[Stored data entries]
# # # #

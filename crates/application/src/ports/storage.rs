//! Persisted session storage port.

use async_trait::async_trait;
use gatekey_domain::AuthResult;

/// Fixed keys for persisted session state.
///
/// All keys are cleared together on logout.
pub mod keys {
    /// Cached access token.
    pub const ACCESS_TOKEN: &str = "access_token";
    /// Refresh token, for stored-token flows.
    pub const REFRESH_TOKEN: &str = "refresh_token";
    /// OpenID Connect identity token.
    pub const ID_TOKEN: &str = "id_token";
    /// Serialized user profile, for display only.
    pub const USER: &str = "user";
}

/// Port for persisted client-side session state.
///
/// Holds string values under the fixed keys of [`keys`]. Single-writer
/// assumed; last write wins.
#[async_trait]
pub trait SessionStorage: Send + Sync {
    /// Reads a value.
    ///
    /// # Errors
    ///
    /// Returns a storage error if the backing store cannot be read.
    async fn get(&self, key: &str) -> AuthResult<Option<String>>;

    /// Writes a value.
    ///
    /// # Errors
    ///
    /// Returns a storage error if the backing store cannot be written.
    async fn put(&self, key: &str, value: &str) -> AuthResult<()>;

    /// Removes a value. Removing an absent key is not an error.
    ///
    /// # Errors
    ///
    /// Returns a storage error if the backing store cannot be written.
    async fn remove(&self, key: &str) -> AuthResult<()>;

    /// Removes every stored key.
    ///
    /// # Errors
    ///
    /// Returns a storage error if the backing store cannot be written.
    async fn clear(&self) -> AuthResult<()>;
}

# # # #

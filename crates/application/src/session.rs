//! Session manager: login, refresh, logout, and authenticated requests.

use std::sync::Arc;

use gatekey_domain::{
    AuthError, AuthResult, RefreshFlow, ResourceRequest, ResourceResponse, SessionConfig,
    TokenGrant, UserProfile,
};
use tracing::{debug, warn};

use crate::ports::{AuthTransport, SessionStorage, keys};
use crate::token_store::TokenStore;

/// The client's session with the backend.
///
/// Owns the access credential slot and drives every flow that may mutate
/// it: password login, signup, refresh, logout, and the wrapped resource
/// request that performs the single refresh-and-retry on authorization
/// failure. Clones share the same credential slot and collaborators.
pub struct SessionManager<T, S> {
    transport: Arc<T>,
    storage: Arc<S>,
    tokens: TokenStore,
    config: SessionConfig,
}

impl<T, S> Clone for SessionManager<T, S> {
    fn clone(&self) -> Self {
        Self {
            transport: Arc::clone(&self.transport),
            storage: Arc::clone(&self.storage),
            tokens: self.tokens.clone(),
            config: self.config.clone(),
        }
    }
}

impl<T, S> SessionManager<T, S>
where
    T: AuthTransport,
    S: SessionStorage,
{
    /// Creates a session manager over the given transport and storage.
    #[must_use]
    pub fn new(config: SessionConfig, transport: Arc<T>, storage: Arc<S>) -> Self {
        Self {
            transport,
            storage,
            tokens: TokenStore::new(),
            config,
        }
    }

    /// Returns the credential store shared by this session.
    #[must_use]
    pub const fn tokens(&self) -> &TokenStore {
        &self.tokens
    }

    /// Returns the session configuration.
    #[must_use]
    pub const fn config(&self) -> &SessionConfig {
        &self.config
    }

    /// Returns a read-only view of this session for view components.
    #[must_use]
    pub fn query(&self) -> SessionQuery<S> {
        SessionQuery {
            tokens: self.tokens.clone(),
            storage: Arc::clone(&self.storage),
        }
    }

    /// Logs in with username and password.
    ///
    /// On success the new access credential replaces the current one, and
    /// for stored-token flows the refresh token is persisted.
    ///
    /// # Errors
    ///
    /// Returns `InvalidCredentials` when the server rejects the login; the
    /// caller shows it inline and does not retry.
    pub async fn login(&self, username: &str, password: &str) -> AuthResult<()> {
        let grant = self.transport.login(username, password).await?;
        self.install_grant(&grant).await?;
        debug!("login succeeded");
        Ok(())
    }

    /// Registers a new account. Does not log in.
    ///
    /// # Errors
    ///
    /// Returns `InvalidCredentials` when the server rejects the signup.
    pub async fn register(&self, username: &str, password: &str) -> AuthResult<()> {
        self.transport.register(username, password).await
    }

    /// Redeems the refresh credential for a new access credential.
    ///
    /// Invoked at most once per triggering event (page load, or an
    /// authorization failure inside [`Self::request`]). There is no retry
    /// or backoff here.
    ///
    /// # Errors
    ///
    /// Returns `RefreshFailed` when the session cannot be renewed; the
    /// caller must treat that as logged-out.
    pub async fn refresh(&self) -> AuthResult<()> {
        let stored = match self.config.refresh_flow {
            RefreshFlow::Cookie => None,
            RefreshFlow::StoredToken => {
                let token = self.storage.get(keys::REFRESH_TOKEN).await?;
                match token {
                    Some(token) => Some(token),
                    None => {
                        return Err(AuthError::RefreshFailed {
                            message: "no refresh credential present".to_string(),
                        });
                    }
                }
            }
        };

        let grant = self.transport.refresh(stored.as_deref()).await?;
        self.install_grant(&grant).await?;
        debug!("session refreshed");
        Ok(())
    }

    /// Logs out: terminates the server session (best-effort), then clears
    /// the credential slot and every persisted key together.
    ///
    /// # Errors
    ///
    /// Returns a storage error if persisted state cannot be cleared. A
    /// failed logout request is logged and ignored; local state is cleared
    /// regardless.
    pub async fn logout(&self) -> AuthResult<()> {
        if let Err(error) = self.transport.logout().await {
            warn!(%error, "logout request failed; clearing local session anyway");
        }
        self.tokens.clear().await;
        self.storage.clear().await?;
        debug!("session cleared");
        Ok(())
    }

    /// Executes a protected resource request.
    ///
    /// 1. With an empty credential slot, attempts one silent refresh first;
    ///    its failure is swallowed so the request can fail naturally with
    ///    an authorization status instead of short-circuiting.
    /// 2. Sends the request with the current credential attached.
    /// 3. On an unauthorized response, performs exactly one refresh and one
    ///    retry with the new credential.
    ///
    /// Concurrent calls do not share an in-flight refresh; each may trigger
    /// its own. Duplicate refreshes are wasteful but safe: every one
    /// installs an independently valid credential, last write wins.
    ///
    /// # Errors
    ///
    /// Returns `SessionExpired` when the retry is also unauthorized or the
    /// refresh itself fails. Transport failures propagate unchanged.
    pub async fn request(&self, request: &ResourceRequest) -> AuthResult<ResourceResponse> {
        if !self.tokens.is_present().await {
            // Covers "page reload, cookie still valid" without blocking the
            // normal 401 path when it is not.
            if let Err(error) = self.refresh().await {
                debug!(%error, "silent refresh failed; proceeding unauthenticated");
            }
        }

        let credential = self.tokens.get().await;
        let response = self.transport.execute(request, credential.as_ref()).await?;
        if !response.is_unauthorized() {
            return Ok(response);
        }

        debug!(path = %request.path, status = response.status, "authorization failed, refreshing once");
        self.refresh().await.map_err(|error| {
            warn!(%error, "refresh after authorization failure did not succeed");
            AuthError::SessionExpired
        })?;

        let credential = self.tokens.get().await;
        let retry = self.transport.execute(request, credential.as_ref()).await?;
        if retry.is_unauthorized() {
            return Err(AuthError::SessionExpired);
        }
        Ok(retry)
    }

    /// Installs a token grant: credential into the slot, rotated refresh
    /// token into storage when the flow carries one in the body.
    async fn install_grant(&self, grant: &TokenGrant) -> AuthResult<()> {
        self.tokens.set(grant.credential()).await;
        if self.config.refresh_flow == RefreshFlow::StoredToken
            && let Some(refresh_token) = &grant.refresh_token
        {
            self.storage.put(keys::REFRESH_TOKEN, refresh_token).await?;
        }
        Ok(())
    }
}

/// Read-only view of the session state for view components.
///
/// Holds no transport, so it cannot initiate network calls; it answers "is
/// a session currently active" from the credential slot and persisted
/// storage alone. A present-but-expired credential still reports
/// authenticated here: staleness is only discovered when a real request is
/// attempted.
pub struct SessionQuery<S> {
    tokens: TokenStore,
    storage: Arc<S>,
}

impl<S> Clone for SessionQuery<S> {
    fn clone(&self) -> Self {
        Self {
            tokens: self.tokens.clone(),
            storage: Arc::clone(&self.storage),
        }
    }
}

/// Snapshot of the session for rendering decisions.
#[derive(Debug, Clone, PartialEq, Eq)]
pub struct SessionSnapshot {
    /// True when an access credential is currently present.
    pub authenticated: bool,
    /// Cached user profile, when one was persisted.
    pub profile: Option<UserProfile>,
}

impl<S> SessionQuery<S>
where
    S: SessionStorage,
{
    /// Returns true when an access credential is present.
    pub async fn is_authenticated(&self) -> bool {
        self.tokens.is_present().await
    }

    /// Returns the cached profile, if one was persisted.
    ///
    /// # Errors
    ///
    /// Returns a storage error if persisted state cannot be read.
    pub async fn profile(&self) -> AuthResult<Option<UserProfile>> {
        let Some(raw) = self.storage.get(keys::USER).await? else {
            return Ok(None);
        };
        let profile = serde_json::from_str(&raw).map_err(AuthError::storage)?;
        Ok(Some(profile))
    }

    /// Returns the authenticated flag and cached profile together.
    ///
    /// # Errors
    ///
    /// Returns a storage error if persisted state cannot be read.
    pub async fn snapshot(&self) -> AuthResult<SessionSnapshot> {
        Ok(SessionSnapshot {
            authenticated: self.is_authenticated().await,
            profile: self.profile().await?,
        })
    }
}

# # # #

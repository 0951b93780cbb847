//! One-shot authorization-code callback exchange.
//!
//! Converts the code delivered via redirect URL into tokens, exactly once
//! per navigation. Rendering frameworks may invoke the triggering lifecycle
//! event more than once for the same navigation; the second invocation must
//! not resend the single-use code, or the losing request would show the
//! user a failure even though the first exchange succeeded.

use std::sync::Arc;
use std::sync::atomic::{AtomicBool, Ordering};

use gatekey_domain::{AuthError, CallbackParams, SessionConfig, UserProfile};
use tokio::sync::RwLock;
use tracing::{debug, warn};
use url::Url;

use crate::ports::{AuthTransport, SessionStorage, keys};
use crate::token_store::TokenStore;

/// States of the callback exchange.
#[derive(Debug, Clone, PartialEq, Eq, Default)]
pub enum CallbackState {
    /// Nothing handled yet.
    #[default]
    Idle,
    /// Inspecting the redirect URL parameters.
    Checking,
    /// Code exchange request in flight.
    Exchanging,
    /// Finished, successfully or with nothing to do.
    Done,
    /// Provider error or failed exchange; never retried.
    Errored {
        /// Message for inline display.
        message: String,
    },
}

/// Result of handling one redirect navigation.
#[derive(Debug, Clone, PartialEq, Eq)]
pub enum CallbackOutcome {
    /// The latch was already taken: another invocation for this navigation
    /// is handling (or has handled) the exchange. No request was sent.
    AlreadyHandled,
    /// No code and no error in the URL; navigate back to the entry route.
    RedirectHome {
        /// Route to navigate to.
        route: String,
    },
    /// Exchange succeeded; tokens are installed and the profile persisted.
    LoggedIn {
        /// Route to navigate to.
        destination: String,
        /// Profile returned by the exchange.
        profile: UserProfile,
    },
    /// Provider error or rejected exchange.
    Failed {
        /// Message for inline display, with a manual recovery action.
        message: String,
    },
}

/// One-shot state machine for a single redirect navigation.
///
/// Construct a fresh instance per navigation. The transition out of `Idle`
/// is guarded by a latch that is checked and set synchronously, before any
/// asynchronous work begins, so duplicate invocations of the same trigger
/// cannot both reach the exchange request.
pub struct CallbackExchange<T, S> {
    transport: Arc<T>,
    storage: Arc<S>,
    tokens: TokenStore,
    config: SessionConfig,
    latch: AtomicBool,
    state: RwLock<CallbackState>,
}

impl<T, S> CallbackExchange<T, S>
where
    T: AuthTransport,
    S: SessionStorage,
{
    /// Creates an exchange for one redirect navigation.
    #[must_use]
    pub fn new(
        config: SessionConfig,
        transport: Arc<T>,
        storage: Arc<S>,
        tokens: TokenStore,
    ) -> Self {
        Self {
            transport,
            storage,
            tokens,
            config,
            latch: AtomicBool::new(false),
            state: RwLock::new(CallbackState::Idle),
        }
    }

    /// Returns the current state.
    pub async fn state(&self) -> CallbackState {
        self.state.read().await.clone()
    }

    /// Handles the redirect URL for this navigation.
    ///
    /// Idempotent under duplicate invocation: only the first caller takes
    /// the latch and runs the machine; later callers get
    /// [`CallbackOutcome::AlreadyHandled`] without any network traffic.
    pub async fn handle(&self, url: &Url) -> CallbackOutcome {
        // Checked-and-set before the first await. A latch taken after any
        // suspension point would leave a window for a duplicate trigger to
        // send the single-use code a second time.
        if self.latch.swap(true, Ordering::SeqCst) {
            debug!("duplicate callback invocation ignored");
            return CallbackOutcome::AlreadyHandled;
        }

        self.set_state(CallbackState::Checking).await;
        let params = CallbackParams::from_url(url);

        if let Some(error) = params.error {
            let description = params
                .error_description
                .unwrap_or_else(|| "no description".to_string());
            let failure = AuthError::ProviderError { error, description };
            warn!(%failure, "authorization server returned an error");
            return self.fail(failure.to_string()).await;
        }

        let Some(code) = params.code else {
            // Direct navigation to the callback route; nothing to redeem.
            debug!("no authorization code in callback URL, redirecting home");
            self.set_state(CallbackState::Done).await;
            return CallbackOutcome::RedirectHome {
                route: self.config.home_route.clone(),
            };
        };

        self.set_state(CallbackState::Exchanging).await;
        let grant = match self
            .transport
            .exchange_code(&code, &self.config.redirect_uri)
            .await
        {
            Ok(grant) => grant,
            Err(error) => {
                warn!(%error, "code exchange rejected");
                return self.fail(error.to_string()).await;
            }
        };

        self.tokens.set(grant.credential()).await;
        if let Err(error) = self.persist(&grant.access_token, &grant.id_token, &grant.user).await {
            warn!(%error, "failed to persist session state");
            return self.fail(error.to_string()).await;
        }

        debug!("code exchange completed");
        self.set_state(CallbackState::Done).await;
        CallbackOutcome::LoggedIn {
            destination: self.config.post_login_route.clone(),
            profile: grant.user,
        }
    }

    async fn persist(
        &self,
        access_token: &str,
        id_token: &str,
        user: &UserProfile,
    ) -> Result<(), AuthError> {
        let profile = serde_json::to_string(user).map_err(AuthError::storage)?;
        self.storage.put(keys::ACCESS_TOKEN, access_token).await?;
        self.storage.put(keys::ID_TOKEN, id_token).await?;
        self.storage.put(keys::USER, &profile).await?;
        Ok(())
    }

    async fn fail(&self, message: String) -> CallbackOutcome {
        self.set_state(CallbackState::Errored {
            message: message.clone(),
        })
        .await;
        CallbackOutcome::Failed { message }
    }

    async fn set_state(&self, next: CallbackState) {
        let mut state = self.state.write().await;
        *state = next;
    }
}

# # # #

- [Assigned task]: Please say how many lines of the records contain the word "CallbackParams", giving the number by itself.

- [Written solution]: 2